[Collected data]
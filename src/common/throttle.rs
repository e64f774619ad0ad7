//! 进度输出节流
//!
//! 下载循环每收到一个数据块都会更新进度，日志只按固定间隔输出一次

use std::sync::atomic::{AtomicU64, Ordering};
use std::time::{Duration, Instant};

/// 默认节流间隔（毫秒）
pub const DEFAULT_THROTTLE_INTERVAL_MS: u64 = 200;

/// 基于时间间隔的节流器
///
/// 时间戳以创建时刻为零点，存成纳秒偏移，多线程共享时只做 CAS 不加锁
#[derive(Debug)]
pub struct ProgressThrottler {
    origin: Instant,
    /// 上次放行时刻（相对 origin 的纳秒数 + 1，0 表示从未放行）
    last_emit: AtomicU64,
    interval_nanos: u64,
}

impl ProgressThrottler {
    pub fn new(interval: Duration) -> Self {
        Self {
            origin: Instant::now(),
            last_emit: AtomicU64::new(0),
            interval_nanos: interval.as_nanos() as u64,
        }
    }

    pub fn with_millis(interval_ms: u64) -> Self {
        Self::new(Duration::from_millis(interval_ms))
    }

    /// 距上次放行超过间隔时返回 true
    pub fn should_emit(&self) -> bool {
        let now = self.now();
        let last = self.last_emit.load(Ordering::Relaxed);

        if last != 0 && now.saturating_sub(last) < self.interval_nanos {
            return false;
        }

        // 并发调用时只有一个能抢到
        self.last_emit
            .compare_exchange(last, now, Ordering::Relaxed, Ordering::Relaxed)
            .is_ok()
    }

    /// 无条件放行（任务结束时输出最后一次进度）
    pub fn force_emit(&self) {
        self.last_emit.store(self.now(), Ordering::Relaxed);
    }

    pub fn reset(&self) {
        self.last_emit.store(0, Ordering::Relaxed);
    }

    fn now(&self) -> u64 {
        self.origin.elapsed().as_nanos() as u64 + 1
    }
}

impl Default for ProgressThrottler {
    fn default() -> Self {
        Self::with_millis(DEFAULT_THROTTLE_INTERVAL_MS)
    }
}

#[cfg(test)]
mod tests {
    use super::*;
    use std::sync::Arc;
    use std::thread;

    #[test]
    fn test_throttler_basic() {
        let throttler = ProgressThrottler::with_millis(100);

        // 第一次应该放行
        assert!(throttler.should_emit());
        // 立即再次调用，不放行
        assert!(!throttler.should_emit());
    }

    #[test]
    fn test_throttler_after_interval() {
        let throttler = ProgressThrottler::with_millis(50);
        assert!(throttler.should_emit());

        thread::sleep(Duration::from_millis(60));
        assert!(throttler.should_emit());
    }

    #[test]
    fn test_force_emit_and_reset() {
        let throttler = ProgressThrottler::with_millis(1000);
        throttler.force_emit();
        assert!(!throttler.should_emit());

        throttler.reset();
        assert!(throttler.should_emit());
    }

    #[test]
    fn test_concurrent_only_one_wins() {
        let throttler = Arc::new(ProgressThrottler::with_millis(10_000));
        let handles: Vec<_> = (0..8)
            .map(|_| {
                let t = throttler.clone();
                thread::spawn(move || t.should_emit())
            })
            .collect();

        let emitted = handles
            .into_iter()
            .map(|h| h.join().unwrap())
            .filter(|x| *x)
            .count();
        assert_eq!(emitted, 1);
    }
}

**Exercise prompt**
Look through the data above. Copy every line with the string "Instant" in it.

**Result**
use std::time::{Duration, Instant};
    origin: Instant,
            origin: Instant::now(),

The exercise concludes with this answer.